Sono immagini potenti. Che non mirano all’effetto spettacolare quanto ad essere formalmente impeccabili per avere più forza, perché è giusto e onesto che un fotografo curi la forma. Si raccontano viaggi estremamente pericolosi, che si concludono in tragedie che spesso non conosciamo (quanti muoiono nel Sahara? Quanti affogano e di cui non sappiamo? Perché affrontano rischi estremi a prezzi esagerati? ). Attraverso le foto, i commenti di Saviano alle immagini e le sue riflessioni e conversazioni con chi salva migranti, il libro parla di barconi malconci e di quanto abbiano fatto le Ong salvando vite in mare che l’attuale governo capitano di fatto da Salvini non vuole salvare dacché ha ostacolato e combatte le navi ong con ogni mezzo possibile.

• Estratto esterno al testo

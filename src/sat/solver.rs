#![warn(clippy::all, clippy::pedantic, clippy::nursery, clippy::cargo)]
//! The contract shared by both search engines.
//!
//! An engine is built from a `Cnf` formula and answers `solve()` with either a
//! model (`Some(Solutions)`) or `None` when the formula is unsatisfiable.
//! Which literal encoding the engine uses is picked at the type level through
//! `SolverConfig`.

use crate::sat::cnf::Cnf;
use crate::sat::literal::{DoubleLiteral, Literal, Variable};
use itertools::Itertools;
use rustc_hash::FxHashSet;
use std::fmt::Debug;
use std::num::NonZeroI32;

/// Compile-time configuration of an engine.
pub trait SolverConfig: Debug + Clone {
    /// In-memory encoding of literals inside clauses, the trail and the
    /// watch lists.
    type Literal: Literal;
}

#[derive(Debug, Clone, Copy, PartialEq, Eq, Default)]
pub struct DefaultConfig;

impl SolverConfig for DefaultConfig {
    type Literal = DoubleLiteral;
}

/// A model: the set of literals made true, at most one per variable.
///
/// Variables the engine never had to assign are absent and may take either
/// value.
#[derive(Debug, Clone, PartialEq, Eq, Default)]
pub struct Solutions {
    pub assignments: FxHashSet<NonZeroI32>,
}

impl Solutions {
    /// # Panics
    ///
    /// If `s` contains `0`.
    #[must_use]
    pub fn new(s: &[i32]) -> Self {
        s.iter().copied().collect()
    }

    /// Whether the literal `i` is true in this model.
    #[must_use]
    pub fn check(&self, i: NonZeroI32) -> bool {
        self.assignments.contains(&i)
    }

    #[must_use]
    pub fn value(&self, var: Variable) -> Option<bool> {
        let var = NonZeroI32::new(i32::try_from(var).ok()?)?;
        if self.check(var) {
            Some(true)
        } else if self.check(-var) {
            Some(false)
        } else {
            None
        }
    }

    /// Whether `lit` (in signed form) holds under this model.
    #[must_use]
    pub fn satisfies(&self, lit: impl Literal) -> bool {
        NonZeroI32::new(lit.to_i32()).is_some_and(|l| self.check(l))
    }

    #[must_use]
    pub fn len(&self) -> usize {
        self.assignments.len()
    }

    #[must_use]
    pub fn is_empty(&self) -> bool {
        self.assignments.is_empty()
    }

    pub fn iter(&self) -> impl Iterator<Item = &NonZeroI32> {
        self.assignments.iter()
    }

    /// Literal-per-variable listing ordered by variable, the form consumers
    /// print.
    #[must_use]
    pub fn to_vec(&self) -> Vec<i32> {
        self.assignments
            .iter()
            .map(|l| l.get())
            .sorted_by_key(|l| l.unsigned_abs())
            .collect()
    }
}

impl FromIterator<i32> for Solutions {
    fn from_iter<T: IntoIterator<Item = i32>>(iter: T) -> Self {
        Self {
            assignments: iter
                .into_iter()
                .map(|l| NonZeroI32::new(l).unwrap_or_else(|| panic!("0 is not a literal")))
                .collect(),
        }
    }
}

#[derive(Debug, Clone, Copy, PartialEq, Eq, Default)]
pub struct SolutionStats {
    pub decisions: usize,
    pub propagations: usize,
    pub conflicts: usize,
    pub backtracks: usize,
}

pub trait Solver<Config: SolverConfig = DefaultConfig> {
    fn new(cnf: Cnf<Config::Literal>) -> Self;

    /// Searches for a model. Repeated calls start from scratch and give the
    /// same answer.
    fn solve(&mut self) -> Option<Solutions>;

    /// The current assignment as a model; only meaningful after `solve`
    /// returned `Some`.
    fn solutions(&self) -> Solutions;

    fn stats(&self) -> SolutionStats;
}
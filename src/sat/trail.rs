#![warn(clippy::all, clippy::pedantic, clippy::nursery, clippy::cargo)]

use crate::sat::assignment::Assignment;
use crate::sat::literal::{Literal, Variable};
use std::ops::Index;

/// Depth of free decisions in effect. Level 0 holds only forced assignments.
pub type DecisionLevel = usize;

/// Why a literal is on the trail.
#[derive(Debug, Clone, PartialEq, Eq, Default, Copy, Hash, PartialOrd, Ord)]
pub enum Reason {
    /// Free choice that opened its decision level.
    #[default]
    Decision,
    /// Input unit clause with this index.
    Unit(usize),
    /// Forced by the clause with this index becoming unit.
    Long(usize),
    /// Negation of a decision whose level failed.
    Flipped,
}

#[derive(Debug, Clone, PartialEq, Eq, Default)]
pub struct Step<L: Literal> {
    pub lit: L,
    pub decision_level: DecisionLevel,
    pub reason: Reason,
}

/// Chronological record of every assignment, undone in LIFO order.
///
/// `curr_idx` is the propagation head: steps before it have had their
/// consequences examined, steps from it onwards are still pending.
#[derive(Debug, Clone, PartialEq, Eq, Default)]
pub struct Trail<L: Literal> {
    t: Vec<Step<L>>,
    pub curr_idx: usize,
    pub lit_to_level: Vec<DecisionLevel>,
}

impl<L: Literal> Index<usize> for Trail<L> {
    type Output = Step<L>;

    fn index(&self, index: usize) -> &Self::Output {
        &self.t[index]
    }
}

impl<L: Literal> Trail<L> {
    #[must_use]
    pub fn new(num_vars: usize) -> Self {
        Self {
            t: Vec::with_capacity(num_vars),
            curr_idx: 0,
            lit_to_level: vec![0; num_vars + 1],
        }
    }

    /// Level of the most recent step, 0 on an empty trail.
    #[must_use]
    pub fn decision_level(&self) -> DecisionLevel {
        self.t.last().map_or(0, |step| step.decision_level)
    }

    /// Level `var` was assigned at. Meaningless while `var` is unassigned.
    #[must_use]
    pub fn level(&self, var: Variable) -> DecisionLevel {
        self.lit_to_level[var as usize]
    }

    #[must_use]
    pub fn len(&self) -> usize {
        self.t.len()
    }

    #[must_use]
    pub fn is_empty(&self) -> bool {
        self.t.is_empty()
    }

    pub fn iter(&self) -> impl Iterator<Item = &Step<L>> {
        self.t.iter()
    }

    /// Next literal whose consequences have not been examined yet.
    pub fn next_pending(&mut self) -> Option<L> {
        let step = self.t.get(self.curr_idx)?;
        self.curr_idx += 1;
        Some(step.lit)
    }

    pub fn push(&mut self, lit: L, decision_level: DecisionLevel, reason: Reason) {
        debug_assert!(
            self.t.iter().all(|s| s.lit.variable() != lit.variable()),
            "variable {} is already on the trail",
            lit.variable()
        );

        self.t.push(Step {
            lit,
            decision_level,
            reason,
        });
        self.lit_to_level[lit.variable() as usize] = decision_level;
    }

    /// Pops and unassigns every step above `level`.
    ///
    /// Returns the decision that opened `level + 1`, if it was popped.
    pub fn backstep_to(&mut self, a: &mut Assignment, level: DecisionLevel) -> Option<L> {
        let mut decision = None;

        while let Some(step) = self.t.last() {
            let var = step.lit.variable();
            if self.lit_to_level[var as usize] <= level {
                break;
            }

            if step.reason == Reason::Decision {
                decision = Some(step.lit);
            }
            a.unassign(var);
            self.lit_to_level[var as usize] = 0;
            self.t.pop();
        }

        self.curr_idx = self.curr_idx.min(self.t.len());
        decision
    }

    pub fn clear(&mut self) {
        self.t.clear();
        self.curr_idx = 0;
        self.lit_to_level.fill(0);
    }
}

#[cfg(test)]
mod tests {
    use super::*;
    use crate::sat::literal::DoubleLiteral;

    fn lit(value: i32) -> DoubleLiteral {
        DoubleLiteral::from_i32(value)
    }

    fn push_assigned(t: &mut Trail<DoubleLiteral>, a: &mut Assignment, value: i32, level: usize, reason: Reason) {
        a.assign(lit(value));
        t.push(lit(value), level, reason);
    }

    #[test]
    fn test_push_records_level() {
        let mut t = Trail::new(3);
        t.push(lit(-2), 0, Reason::Unit(4));
        t.push(lit(1), 1, Reason::Decision);

        assert_eq!(t.len(), 2);
        assert_eq!(t.level(2), 0);
        assert_eq!(t.level(1), 1);
        assert_eq!(t.decision_level(), 1);
        assert_eq!(t[0].reason, Reason::Unit(4));
    }

    #[test]
    fn test_next_pending_advances_head() {
        let mut t = Trail::new(2);
        t.push(lit(1), 0, Reason::Unit(0));
        t.push(lit(-2), 0, Reason::Long(1));

        assert_eq!(t.next_pending(), Some(lit(1)));
        assert_eq!(t.next_pending(), Some(lit(-2)));
        assert_eq!(t.next_pending(), None);
        assert_eq!(t.curr_idx, 2);
        assert_eq!(t.len(), 2);
    }

    #[test]
    fn test_backstep_to_keeps_lower_levels() {
        let mut a = Assignment::new(5);
        let mut t = Trail::new(5);
        push_assigned(&mut t, &mut a, -1, 0, Reason::Unit(0));
        push_assigned(&mut t, &mut a, 2, 1, Reason::Decision);
        push_assigned(&mut t, &mut a, 3, 1, Reason::Long(2));
        push_assigned(&mut t, &mut a, 4, 2, Reason::Decision);
        push_assigned(&mut t, &mut a, -5, 2, Reason::Long(3));
        while t.next_pending().is_some() {}

        let decision = t.backstep_to(&mut a, 1);

        assert_eq!(decision, Some(lit(4)));
        assert_eq!(t.len(), 3);
        assert_eq!(t.curr_idx, 3);
        assert!(t.iter().all(|s| s.decision_level <= 1));
        assert!(a.is_assigned(3));
        assert!(!a.is_assigned(4));
        assert!(!a.is_assigned(5));
    }

    #[test]
    fn test_backstep_to_zero_reports_first_decision() {
        let mut a = Assignment::new(3);
        let mut t = Trail::new(3);
        push_assigned(&mut t, &mut a, 1, 1, Reason::Decision);
        push_assigned(&mut t, &mut a, 2, 2, Reason::Decision);
        push_assigned(&mut t, &mut a, 3, 2, Reason::Long(0));

        assert_eq!(t.backstep_to(&mut a, 0), Some(lit(1)));
        assert!(t.is_empty());
        assert_eq!(t.curr_idx, 0);
        assert_eq!(a.first_unassigned(), Some(1));
    }

    #[test]
    fn test_backstep_without_deeper_steps_is_noop() {
        let mut a = Assignment::new(1);
        let mut t = Trail::new(1);
        push_assigned(&mut t, &mut a, 1, 0, Reason::Unit(0));

        assert_eq!(t.backstep_to(&mut a, 0), None);
        assert_eq!(t.len(), 1);
        assert!(a.is_assigned(1));
    }
}
use crate::sat::assignment::Assignment;
use crate::sat::literal::Literal;
use core::ops::Index;
use itertools::Itertools;
use smallvec::SmallVec;

/// A disjunction of literals, kept exactly as given: duplicate literals and
/// tautologies are not cleaned up. Clauses never change once they are part of
/// a formula.
#[derive(Debug, Clone, PartialEq, Eq, Hash, Default)]
pub struct Clause<L: Literal> {
    literals: SmallVec<[L; 8]>,
}

/// How a clause stands under a (partial) assignment.
#[derive(Debug, Clone, Copy, PartialEq, Eq, Hash)]
pub enum ClauseStatus<L: Literal> {
    /// Some literal is true.
    Satisfied,
    /// Every literal is false.
    Conflict,
    /// Exactly one literal is unassigned and the rest are false.
    Unit(L),
    /// Two or more literals are unassigned and none is true.
    Unresolved,
}

impl<L: Literal> Clause<L> {
    /// Builds a clause from signed literals. Callers validate the literals
    /// first; see `Cnf::add_clause`.
    #[must_use]
    pub fn new(literals: &[i32]) -> Self {
        literals.iter().copied().map(L::from_i32).collect()
    }

    #[must_use]
    pub fn len(&self) -> usize {
        self.literals.len()
    }

    #[must_use]
    pub fn is_empty(&self) -> bool {
        self.literals.is_empty()
    }

    #[must_use]
    pub fn is_unit(&self) -> bool {
        self.len() == 1
    }

    /// Contains some literal together with its negation.
    #[must_use]
    pub fn is_tautology(&self) -> bool {
        self.literals
            .iter()
            .tuple_combinations()
            .any(|(a, b)| *a == b.negated())
    }

    pub fn iter(&self) -> impl Iterator<Item = &L> {
        self.literals.iter()
    }

    /// Classifies the clause by scanning every literal.
    #[must_use]
    pub fn status(&self, assignment: &Assignment) -> ClauseStatus<L> {
        let mut unassigned = None;
        let mut open = 0_usize;

        for &lit in &self.literals {
            match assignment.literal_value(lit) {
                Some(true) => return ClauseStatus::Satisfied,
                Some(false) => {}
                None => {
                    open += 1;
                    unassigned = Some(lit);
                }
            }
        }

        match (open, unassigned) {
            (0, _) => ClauseStatus::Conflict,
            (1, Some(lit)) => ClauseStatus::Unit(lit),
            _ => ClauseStatus::Unresolved,
        }
    }
}

impl<L: Literal> Index<usize> for Clause<L> {
    type Output = L;

    fn index(&self, index: usize) -> &Self::Output {
        &self.literals[index]
    }
}

impl<L: Literal> FromIterator<L> for Clause<L> {
    fn from_iter<T: IntoIterator<Item = L>>(iter: T) -> Self {
        Self {
            literals: iter.into_iter().collect(),
        }
    }
}

impl<L: Literal> From<Vec<L>> for Clause<L> {
    fn from(literals: Vec<L>) -> Self {
        Self {
            literals: SmallVec::from_vec(literals),
        }
    }
}

impl<L: Literal> AsRef<[L]> for Clause<L> {
    fn as_ref(&self) -> &[L] {
        &self.literals
    }
}

#[cfg(test)]
mod tests {
    use super::*;
    use crate::sat::literal::{DoubleLiteral, NegativeLiteral};

    type Lit = DoubleLiteral;

    #[test]
    fn test_new() {
        let clause: Clause<Lit> = Clause::new(&[1, 2, 3]);
        assert_eq!(clause.len(), 3);
        assert!(!clause.is_unit());
        assert!(Clause::<Lit>::new(&[-4]).is_unit());
        assert!(Clause::<Lit>::new(&[]).is_empty());
    }

    #[test]
    fn test_iter_preserves_order_and_duplicates() {
        let clause: Clause<NegativeLiteral> = Clause::new(&[3, -1, 3]);
        let lits = clause.iter().map(|l| l.to_i32()).collect_vec();
        assert_eq!(lits, vec![3, -1, 3]);
        assert_eq!(clause[2], NegativeLiteral::from_i32(3));
    }

    #[test]
    fn test_is_tautology() {
        assert!(Clause::<Lit>::new(&[1, 2, -1]).is_tautology());
        assert!(!Clause::<Lit>::new(&[1, 2, 1]).is_tautology());
        assert!(!Clause::<Lit>::new(&[]).is_tautology());
    }

    #[test]
    fn test_status() {
        let clause: Clause<Lit> = Clause::new(&[1, -2, 3]);
        let mut a = Assignment::new(3);
        assert_eq!(clause.status(&a), ClauseStatus::Unresolved);

        a.set(1, false);
        a.set(2, true);
        assert_eq!(clause.status(&a), ClauseStatus::Unit(Lit::from_i32(3)));

        a.set(3, false);
        assert_eq!(clause.status(&a), ClauseStatus::Conflict);

        a.set(2, false);
        assert_eq!(clause.status(&a), ClauseStatus::Satisfied);
    }

    #[test]
    fn test_empty_clause_is_conflict() {
        let clause: Clause<Lit> = Clause::new(&[]);
        assert_eq!(clause.status(&Assignment::new(1)), ClauseStatus::Conflict);
    }
}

“In mare aperto basta lo schiaffo di un’onda per ribaltare un’imbarcazione. In mare aperto non c’è nessuno e non c’è nessun taxi da chiamare. Raccontare tutto questo è difficile, smontare le menzogne è difficile, ma contro la bugia non c’è altra pratica che la testimonianza” appunta il quarantenne scrittore napoletano che con il libro-inchiesta Gomorra (Mondadori, 2006) ha raggiunto lettori di tutto il mondo sulla criminalità organizzata e sui traffici illeciti in Campania e che da allora deve vivere sotto scorta. “La fotografia può colmare la distanza tra la realtà e una visione fredda e astratta delle cose, soprattutto in una situazione fatta di slogan, di grande superficialità, che esprime la non volontà di affrontare davvero il tema”, dice Pellegrin a Saviano. Mentre Piscitelli, che è andato nel Sahara, stima che nel deserto muoiano almeno 2.500 persone ogni anno: prima i criminali li ammassano all’inverosimile su camion, poi li passano ai contrabbandieri libici, tanti finiscono abbandonati e morire di sete, di fame, nel deserto è atroce. Ma chi sopravvive ha una sorte durissima: i centri di detenzione libici vengono descritti come lager, le donne vengono violentate, torture e privazioni essenziali sono all’ordine del giorno in condizioni igieniche inesistenti, vomitevoli, si tratta di luoghi di lavoro forzato perché il migrante o la sua famiglia possa pagare il riscatto.

Conclude il libro un’intervista a Irene Paola Martino, infermiera per Medici Senza Frontiere. Che ricorda le condizioni pazzesche di quei viaggi su barconi: non solo nessuna igiene in un ammasso in pochi metri. Molti finiscono ustionati. Perché, lo descrive l’infermiera, la benzina del motore dei gommoni esce dalle taniche, finisce mescolata all’acqua salata del mare e con il sole provoca ustioni chimiche gravissime. Provocando quella che Pietro Bardolo, già medico a Lampedusa e ora eurodeputati, ha definito la “malattia dei gommoni”. E questi sarebbero i “taxi” immaginati da Di Maio.